I was shocked by the crowds, which weren't actually crowds, as everyone was more-or-less six feet apart. There were just a lot of people around, which I see now makes me nervous. There was a Romany beggar sitting on one side of the road, and a blonde beggar sitting on the other side. There was a long queue outside the chemist's shop and another long queue outside the bank. There was no queue outside the five-and-dime that houses the post office, I was happy to see. 

The homeless aren't bound by the lockdown rules, but all the same I was surprised to see the Romany beggar, despite Romany beggars being a part of contemporary Edinburgh life. Perhaps it was just too normal a sight for the perilous times. The blonde beggar and the long queue for the bank made me feel worried and sad; I wondered if she was a newly unemployed waitress and if the people outside the bank were there to beg for clemency on missed payments. 

On the way home, I was tempted to pop into Tesco for a falafel sandwich. I love the fancy falafel sandwiches with their crunchy veg and tangy sauce. However, I decided it was not worth risking the Vile Germ yet again, so I went straight home. 

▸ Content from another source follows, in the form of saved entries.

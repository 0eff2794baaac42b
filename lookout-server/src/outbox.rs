//! Per-session outbound queues.
//!
//! Every message is serialized once and shared as `Arc<str>` across all
//! recipients. Queues are bounded and never awaited on: a slow viewer loses
//! frames instead of stalling the broadcaster or other viewers.

use std::sync::Arc;

use tokio::sync::mpsc;
use tracing::{trace, warn};

use crate::error::ServerError;
use crate::ws::ServerMessage;

/// Queue depth per session. Frames beyond this are dropped.
pub const OUTBOX_CAPACITY: usize = 32;

/// Sending half of one session's queue
#[derive(Debug, Clone)]
pub struct Outbox {
    tx: mpsc::Sender<Arc<str>>,
}

pub fn channel(capacity: usize) -> (Outbox, mpsc::Receiver<Arc<str>>) {
    let (tx, rx) = mpsc::channel(capacity.max(1));
    (Outbox { tx }, rx)
}

impl Outbox {
    /// Queue a frame, dropping it if the session is behind.
    pub fn send_frame(&self, payload: Arc<str>) -> bool {
        match self.tx.try_send(payload) {
            Ok(()) => true,
            Err(mpsc::error::TrySendError::Full(_)) => {
                trace!("Viewer queue full, dropping frame");
                false
            }
            Err(mpsc::error::TrySendError::Closed(_)) => false,
        }
    }

    /// Queue a control message (status, membership, chat).
    pub fn send(&self, payload: Arc<str>) -> bool {
        match self.tx.try_send(payload) {
            Ok(()) => true,
            Err(mpsc::error::TrySendError::Full(_)) => {
                warn!("Viewer queue full, dropping control message");
                false
            }
            Err(mpsc::error::TrySendError::Closed(_)) => false,
        }
    }
}

pub fn encode(msg: &ServerMessage) -> Result<Arc<str>, ServerError> {
    Ok(serde_json::to_string(msg)?.into())
}

/// Serialize `msg` once and queue it on every outbox. Returns how many
/// queues accepted it.
pub fn fan_out<'a>(targets: impl IntoIterator<Item = &'a Outbox>, msg: &ServerMessage) -> usize {
    let payload = match encode(msg) {
        Ok(payload) => payload,
        Err(e) => {
            warn!("Dropping broadcast: {}", e);
            return 0;
        }
    };
    targets
        .into_iter()
        .filter(|outbox| outbox.send(Arc::clone(&payload)))
        .count()
}

#[cfg(test)]
mod tests {
    use super::*;

    #[test]
    fn full_queue_drops_frames() {
        let (outbox, mut rx) = channel(2);
        assert!(outbox.send_frame("a".into()));
        assert!(outbox.send_frame("b".into()));
        assert!(!outbox.send_frame("c".into()));

        assert_eq!(&*rx.try_recv().unwrap(), "a");
        assert_eq!(&*rx.try_recv().unwrap(), "b");
        assert!(rx.try_recv().is_err());
    }

    #[test]
    fn closed_queue_rejects() {
        let (outbox, rx) = channel(4);
        drop(rx);
        assert!(!outbox.send("x".into()));
    }

    #[test]
    fn fan_out_shares_one_payload() {
        let (a, mut rx_a) = channel(4);
        let (b, mut rx_b) = channel(4);
        let delivered = fan_out([&a, &b], &ServerMessage::ProcessingStatus { enabled: true });
        assert_eq!(delivered, 2);

        let pa = rx_a.try_recv().unwrap();
        let pb = rx_b.try_recv().unwrap();
        assert!(Arc::ptr_eq(&pa, &pb));
        assert_eq!(&*pa, r#"{"type":"processing_status","enabled":true}"#);
    }
}
//! Connected-viewer registry
//!
//! Tracks who is watching: display name and connect time per session, plus
//! an opaque per-session handle (the server stores each session's outbound
//! queue here). Not synchronized; the owner serializes access.

use std::collections::HashMap;

use chrono::Local;
use serde::{Deserialize, Serialize};

/// Opaque connection identifier
pub type ClientId = String;

pub const DEFAULT_USERNAME: &str = "Anonymous";

/// Public view of a session, as sent in client lists
#[derive(Debug, Clone, PartialEq, Serialize, Deserialize)]
pub struct ClientInfo {
    pub id: ClientId,
    pub username: String,
    /// Local time, `YYYY-MM-DD HH:MM:SS`
    pub connected_at: String,
}

struct Entry<H> {
    info: ClientInfo,
    seq: u64,
    handle: H,
}

pub struct ClientRegistry<H = ()> {
    entries: HashMap<ClientId, Entry<H>>,
    next_seq: u64,
}

impl<H> ClientRegistry<H> {
    pub fn new() -> Self {
        Self {
            entries: HashMap::new(),
            next_seq: 0,
        }
    }

    /// Register a session under the default name.
    ///
    /// Returns false, leaving the existing entry untouched, if `id` is
    /// already registered.
    pub fn add(&mut self, id: impl Into<ClientId>, handle: H) -> bool {
        let id = id.into();
        if self.entries.contains_key(&id) {
            return false;
        }
        let info = ClientInfo {
            id: id.clone(),
            username: DEFAULT_USERNAME.to_string(),
            connected_at: Local::now().format("%Y-%m-%d %H:%M:%S").to_string(),
        };
        let seq = self.next_seq;
        self.next_seq += 1;
        self.entries.insert(id, Entry { info, seq, handle });
        true
    }

    pub fn remove(&mut self, id: &str) -> Option<ClientInfo> {
        self.entries.remove(id).map(|entry| entry.info)
    }

    /// Set the display name. Blank names fall back to the default.
    pub fn set_name(&mut self, id: &str, name: &str) -> bool {
        match self.entries.get_mut(id) {
            Some(entry) => {
                let name = name.trim();
                entry.info.username = if name.is_empty() {
                    DEFAULT_USERNAME.to_string()
                } else {
                    name.to_string()
                };
                true
            }
            None => false,
        }
    }

    pub fn name(&self, id: &str) -> Option<&str> {
        self.entries.get(id).map(|e| e.info.username.as_str())
    }

    pub fn contains(&self, id: &str) -> bool {
        self.entries.contains_key(id)
    }

    pub fn handle(&self, id: &str) -> Option<&H> {
        self.entries.get(id).map(|e| &e.handle)
    }

    pub fn len(&self) -> usize {
        self.entries.len()
    }

    pub fn is_empty(&self) -> bool {
        self.entries.is_empty()
    }

    /// Current entries in connect order.
    pub fn snapshot(&self) -> Vec<ClientInfo> {
        let mut entries: Vec<&Entry<H>> = self.entries.values().collect();
        entries.sort_by_key(|e| e.seq);
        entries.into_iter().map(|e| e.info.clone()).collect()
    }
}

impl<H: Clone> ClientRegistry<H> {
    /// Clone out every handle, for delivery outside the owner's lock.
    pub fn handles(&self) -> Vec<H> {
        self.entries.values().map(|e| e.handle.clone()).collect()
    }
}

impl<H> Default for ClientRegistry<H> {
    fn default() -> Self {
        Self::new()
    }
}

In the late afternoon I took a break and popped out dandelions for half an hour. B.A. had gone out in a green boiler suit earlier and dug up some himself. I am not sure what his method was; from the looks of it, he attacked just the bigger, more obvious ones instead of minutely searching the grass, square foot by square foot. That took him rather far, which was a nice morale booster for me. I now predict that the dandelions will be gone from the lawn by the end of the week.

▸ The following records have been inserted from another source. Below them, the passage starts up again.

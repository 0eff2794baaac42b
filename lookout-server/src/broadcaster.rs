//! The frame broadcast loop.
//!
//! One task for the whole process, independent of any viewer. Each cycle
//! re-reads the registry; with nobody watching it only ticks.

use std::sync::Arc;
use std::time::Duration;

use tokio::task::JoinHandle;
use tokio::time::{MissedTickBehavior, interval, sleep, timeout};
use tokio_util::sync::CancellationToken;
use tracing::{debug, info, trace, warn};

use lookout_core::CodecError;

use crate::BroadcastConfig;
use crate::error::ServerError;
use crate::hub::{EncodedFrame, SessionHub};

/// Pause after a failed cycle.
pub const FAILURE_BACKOFF: Duration = Duration::from_millis(100);

type CaptureHandle = JoinHandle<Result<Option<EncodedFrame>, CodecError>>;

pub struct Broadcaster {
    hub: Arc<SessionHub>,
    config: BroadcastConfig,
    shutdown: CancellationToken,
    /// A capture that overran its budget. Awaited again next cycle instead
    /// of starting another, so at most one is ever in flight.
    pending: Option<CaptureHandle>,
}

impl Broadcaster {
    pub fn new(hub: Arc<SessionHub>, config: BroadcastConfig, shutdown: CancellationToken) -> Self {
        Self {
            hub,
            config,
            shutdown,
            pending: None,
        }
    }

    pub fn spawn(self) -> JoinHandle<()> {
        tokio::spawn(self.run())
    }

    /// Loop until the shutdown token is cancelled.
    pub async fn run(mut self) {
        let period = self.config.period();
        info!(
            fps = self.config.fps,
            quality = self.config.jpeg_quality,
            "Broadcaster started"
        );

        let mut ticker = interval(period);
        ticker.set_missed_tick_behavior(MissedTickBehavior::Delay);

        loop {
            tokio::select! {
                _ = self.shutdown.cancelled() => break,
                _ = ticker.tick() => {}
            }

            match self.cycle().await {
                Ok(delivered) => trace!(delivered, "Broadcast cycle"),
                Err(e) => {
                    warn!("Broadcast cycle failed: {}", e);
                    tokio::select! {
                        _ = self.shutdown.cancelled() => break,
                        _ = sleep(FAILURE_BACKOFF) => {}
                    }
                }
            }
        }

        info!("Broadcaster stopped");
    }

    /// Capture one frame and queue it on every viewer. Returns how many
    /// viewers it was queued for.
    async fn cycle(&mut self) -> Result<usize, ServerError> {
        if self.hub.client_count().await == 0 {
            return Ok(0);
        }

        let mut capture = match self.pending.take() {
            Some(handle) => handle,
            None => self.hub.spawn_capture(self.config.jpeg_quality),
        };

        let joined = match timeout(self.config.frame_budget(), &mut capture).await {
            Ok(joined) => joined,
            Err(_) => {
                self.pending = Some(capture);
                return Err(ServerError::FrameBudgetExceeded);
            }
        };
        let frame = joined.map_err(|e| ServerError::Internal(format!("capture task failed: {}", e)))??;

        let Some(frame) = frame else {
            debug!("No frame available");
            return Ok(0);
        };

        self.hub.publish_frame(frame).await
    }
}

#[cfg(test)]
mod tests {
    use super::*;
    use crate::outbox;
    use lookout_core::{
        BoundingBox, CameraConfig, Detection, DetectionConfig, FrameSource, MockCamera,
        MockCameraProbe, MockDetector,
    };

    fn hub_with(detector: MockDetector) -> (Arc<SessionHub>, MockCameraProbe) {
        let camera = MockCamera::new();
        let probe = camera.probe();
        let source = FrameSource::new(
            Box::new(camera),
            Box::new(detector),
            CameraConfig {
                device: "mock://".to_string(),
                width: 32,
                height: 24,
                fps: 30,
            },
            &DetectionConfig::default(),
        );
        (Arc::new(SessionHub::new(source, 5, "unused")), probe)
    }

    fn broadcaster(hub: Arc<SessionHub>) -> Broadcaster {
        Broadcaster::new(hub, BroadcastConfig::default(), CancellationToken::new())
    }

    #[tokio::test]
    async fn idle_cycle_does_not_touch_camera() {
        let (hub, probe) = hub_with(MockDetector::new());
        let mut b = broadcaster(hub);
        assert_eq!(b.cycle().await.unwrap(), 0);
        assert_eq!(probe.reads(), 0);
    }

    #[tokio::test]
    async fn frame_reaches_every_viewer_with_counts() {
        let detector = MockDetector::with_detections(vec![Detection::new(
            BoundingBox::new(2.0, 2.0, 10.0, 10.0),
            0.9,
            0,
        )]);
        let (hub, _probe) = hub_with(detector);
        let (a, mut rx_a) = outbox::channel(16);
        let (b, mut rx_b) = outbox::channel(16);
        hub.connect("a", a).await.unwrap();
        hub.connect("b", b).await.unwrap();
        while rx_a.try_recv().is_ok() {}
        while rx_b.try_recv().is_ok() {}

        let mut caster = broadcaster(Arc::clone(&hub));
        assert_eq!(caster.cycle().await.unwrap(), 2);

        let frame: serde_json::Value = serde_json::from_str(&rx_a.recv().await.unwrap()).unwrap();
        assert_eq!(frame["type"], "processed_frame");
        assert_eq!(frame["num_faces"], 1);
        assert_eq!(frame["client_count"], 2);
        assert!(rx_b.recv().await.is_some());
    }

    #[tokio::test]
    async fn disabled_detection_reports_zero() {
        let detector = MockDetector::with_detections(vec![Detection::new(
            BoundingBox::new(2.0, 2.0, 10.0, 10.0),
            0.9,
            0,
        )]);
        let (hub, _probe) = hub_with(detector);
        let (a, mut rx_a) = outbox::channel(16);
        hub.connect("a", a).await.unwrap();
        hub.set_detection_enabled(false).await;
        while rx_a.try_recv().is_ok() {}

        let mut caster = broadcaster(Arc::clone(&hub));
        caster.cycle().await.unwrap();
        let frame: serde_json::Value = serde_json::from_str(&rx_a.recv().await.unwrap()).unwrap();
        assert_eq!(frame["num_faces"], 0);
    }

    #[tokio::test]
    async fn read_failure_skips_cycle() {
        let (hub, probe) = hub_with(MockDetector::new());
        let (a, mut rx_a) = outbox::channel(16);
        hub.connect("a", a).await.unwrap();
        while rx_a.try_recv().is_ok() {}
        probe.set_fail_read(true);

        let mut caster = broadcaster(Arc::clone(&hub));
        assert_eq!(caster.cycle().await.unwrap(), 0);
        assert!(rx_a.try_recv().is_err());
    }

    #[tokio::test]
    async fn run_exits_on_cancel() {
        let (hub, _probe) = hub_with(MockDetector::new());
        let token = CancellationToken::new();
        let handle = Broadcaster::new(hub, BroadcastConfig::default(), token.clone()).spawn();

        token.cancel();
        tokio::time::timeout(Duration::from_secs(1), handle)
            .await
            .expect("broadcaster should stop")
            .unwrap();
    }
}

The neighbours further along the street were out. One of the best thing about our humble street is that the residents, no matter how impoverished, have a long strip of garden. The two-storey buildings were built for local workers by the local government circa 1930 when the Scottish poor still had many children. It was a manufacturing district, and must have been very noisy, but the buildings were well-built and the gardens generous: some philanthropic notions were clearly at play. 

Beginning in the 1980s, the local council began to sell the apartments to their occupants. Eventually the occupants sold them on at a profit or rented them out. I'm not sure if the Council still owns any of them; whoever owns the Moppet's part of the building is certainly neglectful. 

The gardens are separated by low hedges or wooden fences in good or bad repair, and it is easy to see right across them down the street. Three or four gardens over a tent has been erected in the lawn, and I spotted a boy near it, dressed in a purple velvet cloak and yet still staring down at the phone in his hand. 

After work, I went outside to grub again. The Moppet's mother sat on her stairs and chatted to someone sitting in the garden and coughing shallowly. She coughed; the pal coughed; I noticed the wind blowing in my direction. Cough, cough, cough. 

"Smoker's cough," suggested B.A. when I told him. 

Coconut aubergine curry for supper, rubbish telly, and becoming irritated by stupid opinions on Twitter. I suspect I will have to limit any reading of Catholic News and Opinion to Monday to Friday, 10 AM to 6 PM, for otherwise I will go insane. B.A. reads Catholic News and Opinions obsessively, too, and came in to tell me yesterday about Diane Montagna's tweet about Mayor Gabriele Gallina sicking the cops on a priest while he said Mass. I was working on something else, and thinking about another story--which my editor, of course, already knew about and had assigned to someone else--gave me an instant headache. 

Another conspiracy theory that is true: there are Catholics who tweet their hatred of anything beautiful or traditional just to make other Catholics upset. At least, that is the only reason I can think of for this message by a private high school religion teacher calling himself a "theologian."  

Okay: new resolution. No more internet reading before 10 AM or after 6 PM. I will force myself back to my language studies and also read some actual books.